To do
Provide the count of lines below that include the word "address", without any accompanying remarks.

----- Records to process -----

//! Port abstraction for account persistence adapters and their errors.
use async_trait::async_trait;
use chrono::{DateTime, Utc};

use crate::domain::{Email, PasswordHash, Role, User, UserId};

use super::define_port_error;

define_port_error! {
    /// Persistence errors raised by user repository adapters.
    pub enum UserRepositoryError {
        /// Repository connection could not be established.
        Connection { message: String } => "user repository connection failed: {message}",
        /// Query or mutation failed during execution.
        Query { message: String } => "user repository query failed: {message}",
        /// Another account already uses the email address.
        DuplicateEmail => "email address is already registered",
    }
}

/// Accounts and their credentials.
#[cfg_attr(test, mockall::automock)]
#[async_trait]
pub trait UserRepository: Send + Sync {
    /// Insert a new account together with its password hash.
    async fn create(&self, user: &User, password: &PasswordHash) -> Result<(), UserRepositoryError>;

    /// Fetch a user by identifier.
    async fn find_by_id(&self, id: &UserId) -> Result<Option<User>, UserRepositoryError>;

    /// Fetch a user and stored hash by email for login.
    async fn find_credentials(
        &self,
        email: &Email,
    ) -> Result<Option<(User, PasswordHash)>, UserRepositoryError>;

    /// Overwrite the profile fields of an existing user.
    async fn update(&self, user: &User) -> Result<(), UserRepositoryError>;

    /// Approved mentors ordered by display name.
    async fn list_approved_mentors(&self) -> Result<Vec<User>, UserRepositoryError>;

    /// Mentors awaiting approval, oldest registration first.
    async fn list_pending_mentors(&self) -> Result<Vec<User>, UserRepositoryError>;

    /// Stored password hash of a user.
    async fn find_password_hash(
        &self,
        id: &UserId,
    ) -> Result<Option<PasswordHash>, UserRepositoryError>;

    /// Replace a user's password hash; `false` when the user is unknown.
    async fn update_password(
        &self,
        id: &UserId,
        password: &PasswordHash,
    ) -> Result<bool, UserRepositoryError>;

    /// Role and registration time of accounts created at or after `since`.
    async fn signups_since(
        &self,
        since: DateTime<Utc>,
    ) -> Result<Vec<(Role, DateTime<Utc>)>, UserRepositoryError>;

    /// Number of accounts per role.
    async fn count_by_role(&self) -> Result<Vec<(Role, u64)>, UserRepositoryError>;
}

-----

Result of the task
2